Question Date: 2018-07-24
Answer 1:

Since continents first formed on Earth, they have been engaged in a constant slow dance. At certain times in Earth history the various pieces of continental crust have bunched together into massive supercontinents, while at other times those supercontinents break apart into smaller fragments. We live during a time of continental fragmentation--with each continent "doing its own thing". Moving between Africa and South America today requires a long swim, but as recently as roughly 120 million years ago, it was possible to walk between those two landmasses.

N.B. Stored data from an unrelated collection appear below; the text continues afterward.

//! # Stub
//!
//! Provider-side state of one service instance: its address, the proxies
//! connected to it and who listens to which attribute or response. A `Stub`
//! lives on its dispatcher and is handed to the consumer hooks.

use std::collections::HashMap;
use std::sync::Arc;

use svcrpc::Event;
use svcrpc::EventBody;
use svcrpc::EventData;
use svcrpc::InterfaceShape;
use svcrpc::MessageId;
use svcrpc::NotifyRequestEvent;
use svcrpc::ProxyAddress;
use svcrpc::RequestEvent;
use svcrpc::RequestType;
use svcrpc::ResponseEvent;
use svcrpc::ResultType;
use svcrpc::ServiceConnection;
use svcrpc::StubAddress;
use svcrpc::ids::SEQUENCE_NUMBER_NOTIFY;
use tracing::debug;
use tracing::warn;

use crate::threads::Poster;

pub struct Stub {
    address: StubAddress,
    shape: Arc<InterfaceShape>,
    registered: ServiceConnection,
    clients: Vec<ProxyAddress>,
    subscribers: HashMap<MessageId, Vec<ProxyAddress>>,
    poster: Poster,
}

impl Stub {
    pub(crate) fn new(address: StubAddress, shape: Arc<InterfaceShape>, poster: Poster) -> Self {
        Self {
            address,
            shape,
            registered: ServiceConnection::Unknown,
            clients: Vec::new(),
            subscribers: HashMap::new(),
            poster,
        }
    }

    pub fn address(&self) -> &StubAddress {
        &self.address
    }

    pub fn shape(&self) -> &InterfaceShape {
        &self.shape
    }

    pub fn is_registered(&self) -> bool {
        self.registered.is_connected()
    }

    pub fn clients(&self) -> &[ProxyAddress] {
        &self.clients
    }

    pub fn subscribers(&self, message_id: MessageId) -> &[ProxyAddress] {
        self.subscribers.get(&message_id).map(Vec::as_slice).unwrap_or(&[])
    }

    pub(crate) fn set_registered(&mut self, status: ServiceConnection) {
        self.registered = status;
        if !status.is_connected() {
            self.clients.clear();
            self.subscribers.clear();
        }
    }

    pub(crate) fn update_client(&mut self, client: &ProxyAddress, status: ServiceConnection) {
        if status.is_connected() {
            if !self.clients.contains(client) {
                self.clients.push(client.clone());
            }
        } else {
            self.clients.retain(|c| c != client);
            self.drop_subscriber(client);
        }
    }

    fn drop_subscriber(&mut self, client: &ProxyAddress) {
        self.subscribers.retain(|_, listeners| {
            listeners.retain(|l| l != client);
            !listeners.is_empty()
        });
    }

    pub(crate) fn update_subscription(&mut self, request: &NotifyRequestEvent) {
        match request.request_type {
            RequestType::StartNotify => {
                let listeners = self.subscribers.entry(request.message_id).or_default();
                if !listeners.contains(&request.source) {
                    listeners.push(request.source.clone());
                }
            }
            RequestType::StopNotify => {
                if let Some(listeners) = self.subscribers.get_mut(&request.message_id) {
                    listeners.retain(|l| l != &request.source);
                    if listeners.is_empty() {
                        self.subscribers.remove(&request.message_id);
                    }
                }
            }
            RequestType::RemoveAllNotify => self.drop_subscriber(&request.source),
            other => debug!(stub = %self.address, request_type = ?other, "Ignoring notify request"),
        }
    }

    /// Answers a request with its paired response.
    ///
    /// Returns `false` if the request has no response in this interface.
    pub fn respond(&self, request: &RequestEvent, result: ResultType, data: impl Into<Vec<u8>>) -> bool {
        let Some(message_id) = self.shape.response_for_request(request.message_id) else {
            warn!(stub = %self.address, message_id = request.message_id, "Request has no response");
            return false;
        };
        self.send_response(&request.source, message_id, result, request.sequence, data);
        true
    }

    /// Sends a response to one proxy. Undeliverable responses are dropped.
    pub fn send_response(
        &self,
        target: &ProxyAddress,
        message_id: MessageId,
        result: ResultType,
        sequence: u64,
        data: impl Into<Vec<u8>>,
    ) {
        let response = ResponseEvent {
            target: target.clone(),
            message_id,
            result,
            sequence,
            data: EventData::internal(data.into()),
        };
        if !self.poster.post(Event::local(EventBody::Response(response))) {
            debug!(stub = %self.address, proxy = %target, message_id, "Response dropped, proxy gone");
        }
    }

    /// Broadcasts an attribute update or response to every subscriber.
    ///
    /// Returns how many proxies it was sent to.
    pub fn send_notification(&self, message_id: MessageId, data: impl Into<Vec<u8>>) -> usize {
        let listeners = self.subscribers(message_id);
        if listeners.is_empty() {
            return 0;
        }
        let data: Arc<[u8]> = data.into().into();
        for listener in listeners {
            let update = ResponseEvent {
                target: listener.clone(),
                message_id,
                result: ResultType::DataOk,
                sequence: SEQUENCE_NUMBER_NOTIFY,
                data: EventData::Internal(data.clone()),
            };
            self.poster.post(Event::local(EventBody::Response(update)));
        }
        listeners.len()
    }
}
impl RouterClient {
    pub(crate) fn new(
        threads: Arc<ThreadRegistry>,
        endpoints: Arc<EndpointRegistry>,
        connection_consumer: Arc<dyn ServiceConnectionConsumer>,
        register_consumer: Arc<dyn ServiceRegisterConsumer>,
    ) -> Self {
        Self(Arc::new(ClientInner {
            state: Mutex::new(ConnectionState::Stopped),
            link: Mutex::new(Channel::invalid()),
            outbound: Mutex::new(None),
            connector: Mutex::new(None),
            threads,
            endpoints,
            connection_consumer,
            register_consumer,
            shutting_down: AtomicBool::new(false),
            stop: Mutex::new(None),
            task: Mutex::new(None),
        }))
    }

    pub(crate) fn state(&self) -> ConnectionState {
        *lock(&self.0.state)
    }

    /// The link to the router. Invalid unless `Started`.
    pub(crate) fn link(&self) -> Channel {
        *lock(&self.0.link)
    }

    pub(crate) fn set_connector(&self, connector: Arc<dyn Connector>) {
        *lock(&self.0.connector) = Some(connector);
    }

    pub(crate) fn has_connector(&self) -> bool {
        lock(&self.0.connector).is_some()
    }

    /// Starts connecting in the background. `false` if already running or no
    /// connector is set.
    pub(crate) fn start(&self, reconnect: Duration) -> bool {
        let Some(connector) = lock(&self.0.connector).clone() else {
            warn!("Router client has no connector");
            return false;
        };
        {
            let mut state = lock(&self.0.state);
            if *state != ConnectionState::Stopped {
                debug!(state = ?*state, "Router client already running");
                return false;
            }
            *state = ConnectionState::Starting;
        }
        self.0.shutting_down.store(false, Ordering::SeqCst);

        let (stop_tx, stop_rx) = watch::channel(false);
        *lock(&self.0.stop) = Some(stop_tx);
        let inner = self.0.clone();
        let task = tokio::spawn(run(inner, connector, reconnect, stop_rx));
        *lock(&self.0.task) = Some(task);
        true
    }

    /// Says goodbye to the router and stops reconnecting.
    pub(crate) async fn stop(&self) {
        let inner = &self.0;
        inner.shutting_down.store(true, Ordering::SeqCst);
        let was_started = self.state() == ConnectionState::Started;
        if was_started {
            let link = self.link();
            match (SystemMessage::Disconnect { cookie: link.cookie }).encode(link.cookie, COOKIE_ROUTER) {
                Ok(frame) => {
                    let _ = inner.push_frame(frame);
                }
                Err(e) => warn!(error = %e, "Failed to encode disconnect"),
            }
        }
        {
            let mut state = lock(&inner.state);
            if *state != ConnectionState::Stopped {
                *state = ConnectionState::Stopping;
            }
        }

        let stop = lock(&inner.stop).take();
        if let Some(stop) = stop {
            let _ = stop.send(true);
        }
        let task = lock(&inner.task).take();
        if let Some(task) = task {
            let _ = task.await;
        }

        let link = std::mem::replace(&mut *lock(&inner.link), Channel::invalid());
        *lock(&inner.state) = ConnectionState::Stopped;
        if was_started {
            info!(cookie = link.cookie, "Router connection stopped");
            inner.connection_consumer.disconnected_remote_service_channel(&link);
        }
    }

    /// Sends an event to a remote endpoint.
    pub(crate) fn send_event(&self, event: Event) {
        let inner = &self.0;
        if self.state() != ConnectionState::Started {
            debug!(message_id = event.message_id(), "Router not connected, event undelivered");
            inner.fail_event(&event);
            return;
        }
        let link = self.link();
        match RemoteEventFactory::create_stream_from_event(&event, &link) {
            Ok(msg) => {
                if inner.push_frame(msg.encode()).is_err() {
                    inner.fail_event(&event);
                }
            }
            Err(e) => warn!(error = %e, message_id = event.message_id(), "Event not streamable"),
        }
    }

    pub(crate) fn register_stub(&self, stub: &StubAddress) {
        self.0.send_registration(Registration::register_stub(stub.clone()));
    }

    pub(crate) fn unregister_stub(&self, stub: &StubAddress, reason: DisconnectReason) {
        self.0.send_registration(Registration::unregister_stub(stub.clone(), reason));
    }

    pub(crate) fn register_proxy(&self, proxy: &ProxyAddress) {
        self.0.send_registration(Registration::register_proxy(proxy.clone()));
    }

    pub(crate) fn unregister_proxy(&self, proxy: &ProxyAddress, reason: DisconnectReason) {
        self.0.send_registration(Registration::unregister_proxy(proxy.clone(), reason));
    }
}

The last supercontinent that existed was called Pangea (Pangaea--if you're English-speaker). It existed at roughly the time dinosaurs first came into existence, about 225 million years ago. The supercontinent before that, Rodinia, existed about a billion years ago. Given this repeated pattern of continental coming together and break up, we can predict that the next supercontinent is just a matter of time! Nothing for you or your grand kids to worry about, but still fascinating to ponder. Hope you're having a good summer!

Answer 2:

Yes, they most likely will! There are long chains of underwater volcanoes in the middle of every ocean basin - we call these mid-ocean ridges and they are what create new oceanic crust that pushes the continents around. Subduction zones are places where this oceanic crust is destroyed when it sinks into the mantle. The combination of these two processes is called plate tectonics and it results in the opening and closing of ocean basins, and therefore the "super continent cycle".

Geologists still aren't entirely sure when plate tectonics began on Earth, but many think it started between 2 and 3 billion years ago. So that means supercontinents have been created and broken apart over and over again since that time. You've probably heard of Pangea which formed about 300 million years ago when the east coast of North America collided with Africa, but several other super continents existed even before Pangea. "Rodinia" is the name of the supercontinent that formed about 1 billion years ago, and "Nuna" formed about 1.8 billion years ago.

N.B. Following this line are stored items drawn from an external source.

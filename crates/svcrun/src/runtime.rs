//! # Service Runtime
//!
//! The per-process object that owns the registries, the service manager and
//! the router client. It is built explicitly and torn down with `shutdown`;
//! there is no global state.
//!
//! ## Usage
//!
//! ```ignore
//! let runtime = ServiceRuntime::builder().config(router_config).build();
//! runtime.spawn_thread("worker").await?;
//! let stub = runtime.register_stub("worker", shape, ServiceType::Public, "MainCalc", calc)?;
//! runtime.start_router()?;
//! ```

use std::sync::Arc;

use svcrpc::Channel;
use svcrpc::CustomEvent;
use svcrpc::DisconnectReason;
use svcrpc::Event;
use svcrpc::EventBody;
use svcrpc::EventData;
use svcrpc::InterfaceShape;
use svcrpc::ProxyAddress;
use svcrpc::ServiceType;
use svcrpc::StubAddress;
use tokio::sync::Mutex;
use tokio::task::JoinHandle;
use tracing::debug;

use crate::config::RouterConfig;
use crate::consumer::CustomEventConsumer;
use crate::consumer::ProxyEventConsumer;
use crate::consumer::StubEventConsumer;
use crate::dispatcher;
use crate::dispatcher::DispatcherHandle;
use crate::endpoints::EndpointRegistry;
use crate::error::Error;
use crate::error::Result;
use crate::manager::ManagerCommand;
use crate::manager::ManagerHandle;
use crate::manager::ServiceManager;
use crate::proxy::Proxy;
use crate::router_client::ConnectionState;
use crate::router_client::RouterClient;
use crate::server_list::ServerInfo;
use crate::stub::Stub;
use crate::threads::Poster;
use crate::threads::ThreadRegistry;
use crate::transport::Connector;

/// Shared by the runtime and every proxy handle.
pub(crate) struct Core {
    pub(crate) threads: Arc<ThreadRegistry>,
    pub(crate) endpoints: Arc<EndpointRegistry>,
    pub(crate) manager: ManagerHandle,
    pub(crate) router: RouterClient,
    pub(crate) poster: Poster,
}

#[derive(Default)]
pub struct ServiceRuntimeBuilder {
    config: RouterConfig,
    connector: Option<Arc<dyn Connector>>,
}

impl ServiceRuntimeBuilder {
    pub fn new() -> Self {
        Self::default()
    }

    pub fn config(mut self, config: RouterConfig) -> Self {
        self.config = config;
        self
    }

    /// Replaces the TCP connector built from the config.
    pub fn connector(mut self, connector: impl Connector) -> Self {
        self.connector = Some(Arc::new(connector));
        self
    }

    /// Builds the runtime and starts its service manager. Must be called
    /// inside a tokio runtime.
    pub fn build(self) -> ServiceRuntime {
        let threads = Arc::new(ThreadRegistry::new());
        let endpoints = Arc::new(EndpointRegistry::new());
        let (manager, commands) = ManagerHandle::channel();

        let consumer = Arc::new(manager.clone());
        let router = RouterClient::new(threads.clone(), endpoints.clone(), consumer.clone(), consumer);
        if let Some(connector) = self.connector {
            router.set_connector(connector);
        }
        let poster = Poster::new(threads.clone(), router.clone());

        let service_manager =
            ServiceManager::new(threads.clone(), endpoints.clone(), router.clone(), poster.clone(), self.config);
        let task = tokio::spawn(service_manager.run(commands));

        ServiceRuntime {
            core: Arc::new(Core { threads, endpoints, manager, router, poster }),
            manager_task: Mutex::new(Some(task)),
        }
    }
}

pub struct ServiceRuntime {
    core: Arc<Core>,
    manager_task: Mutex<Option<JoinHandle<()>>>,
}

impl ServiceRuntime {
    pub fn builder() -> ServiceRuntimeBuilder {
        ServiceRuntimeBuilder::new()
    }

    fn dispatcher(&self, thread: &str) -> Result<DispatcherHandle> {
        self.core.threads.find_by_name(thread).ok_or_else(|| Error::ThreadNotFound(thread.to_string()))
    }

    /// Starts a dispatcher thread. Returns once it is ready for events.
    pub async fn spawn_thread(&self, name: &str) -> Result<()> {
        dispatcher::spawn(name, &self.core.threads, self.core.poster.clone()).await?;
        Ok(())
    }

    pub fn thread_names(&self) -> Vec<String> {
        self.core.threads.names()
    }

    /// Registers a stub on `thread` and announces it to the service manager.
    pub fn register_stub(
        &self,
        thread: &str,
        shape: Arc<InterfaceShape>,
        service_type: ServiceType,
        role: &str,
        consumer: impl StubEventConsumer + 'static,
    ) -> Result<StubAddress> {
        let dispatcher = self.dispatcher(thread)?;
        let address = StubAddress::new(shape.item(service_type), role, thread)
            .with_channel(Channel::local(dispatcher.id().0));
        self.core.endpoints.add_stub(address.clone())?;

        let stub = Stub::new(address.clone(), shape, self.core.poster.clone());
        if !dispatcher.attach_stub(stub, Box::new(consumer)) {
            self.core.endpoints.remove_stub(&address);
            return Err(Error::ThreadNotFound(thread.to_string()));
        }
        self.core.manager.register_stub(address.clone());
        Ok(address)
    }

    /// Unregisters a stub. Its connected proxies see the provider go away.
    pub fn unregister_stub(&self, address: &StubAddress) {
        let Some(registered) = self.core.endpoints.remove_stub(address) else {
            debug!(stub = %address, "Stub not registered");
            return;
        };
        self.core.manager.unregister_stub(registered.clone(), DisconnectReason::ProviderDisconnected);
        if let Some(dispatcher) = self.core.threads.find_by_name(registered.thread()) {
            dispatcher.detach_stub(registered);
        }
    }

    /// Creates a proxy owned by `thread`. Proxies with the same address share
    /// one connection; each call returns a new owner handle.
    pub fn create_proxy(
        &self,
        thread: &str,
        shape: Arc<InterfaceShape>,
        service_type: ServiceType,
        role: &str,
        consumer: impl ProxyEventConsumer + 'static,
    ) -> Result<Proxy> {
        let dispatcher = self.dispatcher(thread)?;
        let address = ProxyAddress::new(shape.item(service_type), role, thread)
            .with_channel(Channel::local(dispatcher.id().0));

        let (shared, owner, created) = self.core.endpoints.acquire_proxy(address.clone(), shape);
        if !dispatcher.attach_proxy(shared.clone(), owner, Box::new(consumer)) {
            self.core.endpoints.release_proxy(&address);
            return Err(Error::ThreadNotFound(thread.to_string()));
        }
        if created {
            self.core.manager.register_proxy(address);
        }
        Ok(Proxy::new(shared, owner, self.core.clone()))
    }

    pub fn attach_custom(&self, thread: &str, id: u32, consumer: impl CustomEventConsumer + 'static) -> Result<()> {
        self.dispatcher(thread)?.attach_custom(id, Box::new(consumer));
        Ok(())
    }

    pub fn detach_custom(&self, thread: &str, id: u32) -> Result<()> {
        self.dispatcher(thread)?.detach_custom(id);
        Ok(())
    }

    /// Posts a custom event to a thread. `false` if the thread is gone.
    pub fn send_custom_event(&self, thread: &str, id: u32, data: impl Into<Vec<u8>>) -> bool {
        let event = CustomEvent { target_thread: thread.to_string(), id, data: EventData::internal(data.into()) };
        self.core.poster.post(Event::local(EventBody::Custom(event)))
    }

    pub fn configure_router(&self, config: RouterConfig) -> Result<()> {
        self.core.manager.send(ManagerCommand::ConfigureConnection(config))
    }

    /// Connects to the configured router, or through the builder's connector.
    pub fn start_router(&self) -> Result<()> {
        self.core.manager.send(ManagerCommand::StartConnection)
    }

    pub fn start_router_at(&self, host: impl Into<String>, port: u16) -> Result<()> {
        self.core.manager.send(ManagerCommand::StartNetConnection { host: host.into(), port })
    }

    pub fn stop_router(&self) -> Result<()> {
        self.core.manager.send(ManagerCommand::StopConnection)
    }

    pub fn set_remote_enabled(&self, enabled: bool) -> Result<()> {
        self.core.manager.send(ManagerCommand::SetEnableService(enabled))
    }

    pub fn router_state(&self) -> ConnectionState {
        self.core.router.state()
    }

    /// Link to the router; valid while connected.
    pub fn router_link(&self) -> Channel {
        self.core.router.link()
    }

    /// Tears down a thread with all of its stubs and proxies.
    pub async fn terminate_thread(&self, name: &str) -> Result<()> {
        self.core.manager.send(ManagerCommand::TerminateComponentThread(name.to_string()))?;
        self.servers().await.map(|_| ())
    }

    /// Starts a fresh dispatcher under `name`, e.g. after `terminate_thread`.
    pub async fn restart_thread(&self, name: &str) -> Result<()> {
        self.core.manager.send(ManagerCommand::StartComponentThread(name.to_string()))?;
        self.servers().await?;
        self.dispatcher(name).map(|_| ())
    }

    /// The manager's current view of providers and their consumers.
    pub async fn servers(&self) -> Result<Vec<ServerInfo>> {
        self.core.manager.request(ManagerCommand::Snapshot).await
    }

    /// Disconnects from the router, stops every thread and the manager.
    pub async fn shutdown(&self) -> Result<()> {
        self.core.manager.request(ManagerCommand::ShutdownService).await?;
        let task = self.manager_task.lock().await.take();
        if let Some(task) = task {
            let _ = task.await;
        }
        Ok(())
    }
}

Some geologists have tried to predict where and what the next supercontinent will be, but it's tricky. Right now we know that Africa is sloooowly moving north and crashing into Europe. We also know that the Caribbean sea and Arctic ocean are closing. So in 2012 some geologists proposed that the next supercontinent will form around the North Pole as the northern border of North America and Asia collide with the newly joined Africa and Europe. Poor Greenland will be sandwiched in between everyone. They named this continent "Amasia", but it probably won't form for another few hundred million years.

Answer 3:

Over time, the oceanic lithosphere, which mostly includes rocks bellow ocean bottoms, gradually grows colder as it becomes older. The lithosphere also becomes denser as well, so much so that it can sink into the Earth's mantle. The main process that causes this, called subduction, will then gradually remove oceanic lithosphere for the plates to move. Eventually, all the plates will come back together again like they did for Pangea and several other supercontinents before that.

Answer 4:

Scientists do expect that there will be supercontinents in the future, and there is evidence that several formed and broke apart in the past. Many are familiar with Pangea as the supercontinent on which dinosaurs arose, but it is likely that Pangea was only the most recent of several supercontinents. The next supercontinent expected to form is referred to as "Amasia". When it will form is difficult to predict, but estimates are 50-200 million years from now. There is also some discussion of this topic on ScienceLine here.

Answer 5:

Yes - a new supercontinent is forming as North America collides with Europe in the east and Asia in the west, Australia collides with Indonesia to the northwest, and Africa collides with Europe to the north. India has already collided with and become part of Asia. The only continents that will not be part of this new supercontinent are South America and Antarctica.